[The records]:

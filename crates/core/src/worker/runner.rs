//! Processing of one delivered task.
//!
//! A delivery walks the task through its phases, renewing the lease with
//! each progress report:
//!
//! | progress | phase |
//! |---|---|
//! | 10 | claimed, input checked |
//! | 30 | input fetched from storage |
//! | 40 | engine started |
//! | 80 | engine finished |
//! | 95 | result stored |
//! | 100 | SUCCESS |

use std::path::PathBuf;
use std::sync::Arc;
use std::time::Instant;

use chrono::Utc;
use tracing::{debug, info, warn};

use crate::config::LimitsConfig;
use crate::converter::{ConversionJob, Converter};
use crate::metrics;
use crate::queue::TaskQueue;
use crate::storage::{processed_key, ObjectStore, StoredObject};
use crate::task::{Task, TaskMutation, TaskStore, TaskStoreError};

use super::config::WorkerConfig;
use super::types::{DeliveryOutcome, WorkerError};

/// Converts the tasks delivered to it, one at a time.
pub struct ConversionWorker {
    id: String,
    config: WorkerConfig,
    limits: LimitsConfig,
    store: Arc<dyn TaskStore>,
    queue: Arc<dyn TaskQueue>,
    objects: Arc<dyn ObjectStore>,
    converter: Arc<dyn Converter>,
}

impl ConversionWorker {
    pub fn new(
        id: impl Into<String>,
        config: WorkerConfig,
        limits: LimitsConfig,
        store: Arc<dyn TaskStore>,
        queue: Arc<dyn TaskQueue>,
        objects: Arc<dyn ObjectStore>,
        converter: Arc<dyn Converter>,
    ) -> Self {
        Self {
            id: id.into(),
            config,
            limits,
            store,
            queue,
            objects,
            converter,
        }
    }

    pub fn id(&self) -> &str {
        &self.id
    }

    /// Processes one delivered task ID to a terminal state or a scheduled retry.
    pub async fn process_delivery(&self, task_id: &str) -> DeliveryOutcome {
        let claim = TaskMutation::Claim {
            worker_id: self.id.clone(),
            lease_until: Utc::now() + self.config.lease(),
        };
        let task = match self.store.update(task_id, claim) {
            Ok(task) => task,
            Err(e) => {
                debug!(task_id = %task_id, worker = %self.id, error = %e, "Discarding delivery");
                return DeliveryOutcome::Discarded;
            }
        };

        info!(
            task_id = %task.id,
            file_id = %task.file_id,
            worker = %self.id,
            attempt = task.attempts,
            "Task claimed"
        );

        let started = Instant::now();
        let outcome = match self.run(&task).await {
            Ok(stored) => self.succeed(&task, stored),
            Err(e) => self.handle_failure(&task, e).await,
        };

        let result = match &outcome {
            DeliveryOutcome::Succeeded { .. } => "success",
            DeliveryOutcome::Retrying { .. } => "retry",
            DeliveryOutcome::Failed { code } => code.as_str(),
            DeliveryOutcome::Discarded => "discarded",
        };
        metrics::CONVERSION_DURATION
            .with_label_values(&[result])
            .observe(started.elapsed().as_secs_f64());

        outcome
    }

    async fn run(&self, task: &Task) -> Result<StoredObject, WorkerError> {
        self.progress(task, 10)?;

        let file = self
            .store
            .get_file(&task.file_id)?
            .ok_or_else(|| WorkerError::FileMissing(task.file_id.clone()))?;
        let extension = self
            .limits
            .check_file(&file.name, file.size_bytes, file.duration_secs)?;

        let work_dir = self.work_dir(task);
        tokio::fs::create_dir_all(&work_dir).await?;
        let result = self
            .transcode(task, &file.id, &file.storage_key, &extension, &work_dir)
            .await;
        if let Err(e) = tokio::fs::remove_dir_all(&work_dir).await {
            warn!(path = %work_dir.display(), error = %e, "Failed to clean work directory");
        }
        result
    }

    async fn transcode(
        &self,
        task: &Task,
        file_id: &str,
        storage_key: &str,
        extension: &str,
        work_dir: &std::path::Path,
    ) -> Result<StoredObject, WorkerError> {
        let input_path = work_dir.join(format!("input.{}", extension));
        let bytes = self.objects.get(storage_key, &input_path).await?;
        debug!(task_id = %task.id, bytes, "Input fetched");
        self.progress(task, 30)?;

        let job = ConversionJob {
            job_id: task.id.clone(),
            input_path,
            output_path: work_dir.join("output.webm"),
            filter_chain: task.filter_chain.clone(),
        };
        self.progress(task, 40)?;
        let result = self.converter.convert(job).await?;
        debug!(
            task_id = %task.id,
            duration_ms = result.duration_ms,
            size_bytes = result.output_size_bytes,
            "Engine finished"
        );
        self.progress(task, 80)?;

        let key = processed_key(file_id, &task.id, Utc::now());
        let stored = self.objects.put(&key, &result.output_path).await?;
        self.progress(task, 95)?;
        Ok(stored)
    }

    fn work_dir(&self, task: &Task) -> PathBuf {
        self.config
            .work_dir
            .join(&task.id)
            .join(format!("attempt-{}", task.attempts))
    }

    /// Reports progress and renews the lease.
    fn progress(&self, task: &Task, percent: u8) -> Result<(), WorkerError> {
        let mutation = TaskMutation::Progress {
            worker_id: self.id.clone(),
            percent,
            lease_until: Utc::now() + self.config.lease(),
        };
        match self.store.update(&task.id, mutation) {
            Ok(_) => Ok(()),
            Err(TaskStoreError::LeaseHeld { .. } | TaskStoreError::InvalidTransition { .. }) => {
                Err(WorkerError::LeaseLost(task.id.clone()))
            }
            Err(e) => Err(e.into()),
        }
    }

    fn succeed(&self, task: &Task, stored: StoredObject) -> DeliveryOutcome {
        let mutation = TaskMutation::Succeed {
            worker_id: self.id.clone(),
            result_key: stored.key.clone(),
            result_url: stored.url.clone(),
        };
        match self.store.update(&task.id, mutation) {
            Ok(_) => {
                info!(task_id = %task.id, key = %stored.key, "Task succeeded");
                metrics::CONVERSIONS_TOTAL
                    .with_label_values(&["success"])
                    .inc();
                DeliveryOutcome::Succeeded {
                    result_url: stored.url,
                }
            }
            Err(e) => {
                // Lease lost after the upload: the next holder redoes the work.
                warn!(task_id = %task.id, error = %e, "Could not record success");
                DeliveryOutcome::Discarded
            }
        }
    }

    async fn handle_failure(&self, task: &Task, error: WorkerError) -> DeliveryOutcome {
        if let WorkerError::LeaseLost(_) = error {
            warn!(task_id = %task.id, worker = %self.id, "Lease lost, abandoning attempt");
            return DeliveryOutcome::Discarded;
        }

        let code = error.code();
        let message = error.to_string();

        if error.is_retryable() && task.attempts < self.config.max_attempts() {
            let delay = self.config.backoff_for(task.attempts);
            let redeliver_by = Utc::now()
                + chrono::Duration::milliseconds(delay.as_millis() as i64)
                + self.config.lease();
            let release = TaskMutation::Release {
                worker_id: Some(self.id.clone()),
                error: Some((code, message.clone())),
                redeliver_by,
            };
            if let Err(e) = self.store.update(&task.id, release) {
                warn!(task_id = %task.id, error = %e, "Could not release task for retry");
                return DeliveryOutcome::Discarded;
            }
            // The supervisor re-enqueues at `redeliver_by` if this is lost.
            if let Err(e) = self.queue.enqueue_after(&task.id, delay).await {
                warn!(task_id = %task.id, error = %e, "Could not schedule retry");
            }

            warn!(
                task_id = %task.id,
                attempt = task.attempts,
                code = %code,
                delay_ms = delay.as_millis() as u64,
                error = %message,
                "Attempt failed, retrying"
            );
            metrics::RETRY_ATTEMPTS
                .with_label_values(&[code.as_str()])
                .inc();
            return DeliveryOutcome::Retrying {
                attempts: task.attempts,
                delay_ms: delay.as_millis() as u64,
            };
        }

        let fail = TaskMutation::Fail {
            worker_id: Some(self.id.clone()),
            code,
            message: message.clone(),
        };
        if let Err(e) = self.store.update(&task.id, fail) {
            warn!(task_id = %task.id, error = %e, "Could not record failure");
            return DeliveryOutcome::Discarded;
        }

        warn!(
            task_id = %task.id,
            attempt = task.attempts,
            code = %code,
            error = %message,
            "Task failed"
        );
        metrics::CONVERSIONS_TOTAL
            .with_label_values(&[code.as_str()])
            .inc();
        DeliveryOutcome::Failed { code }
    }
}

[Exercise aim]:
Say how many lines in the records hold the string "TaskStoreError". Give no other words.

[Written reply]:
2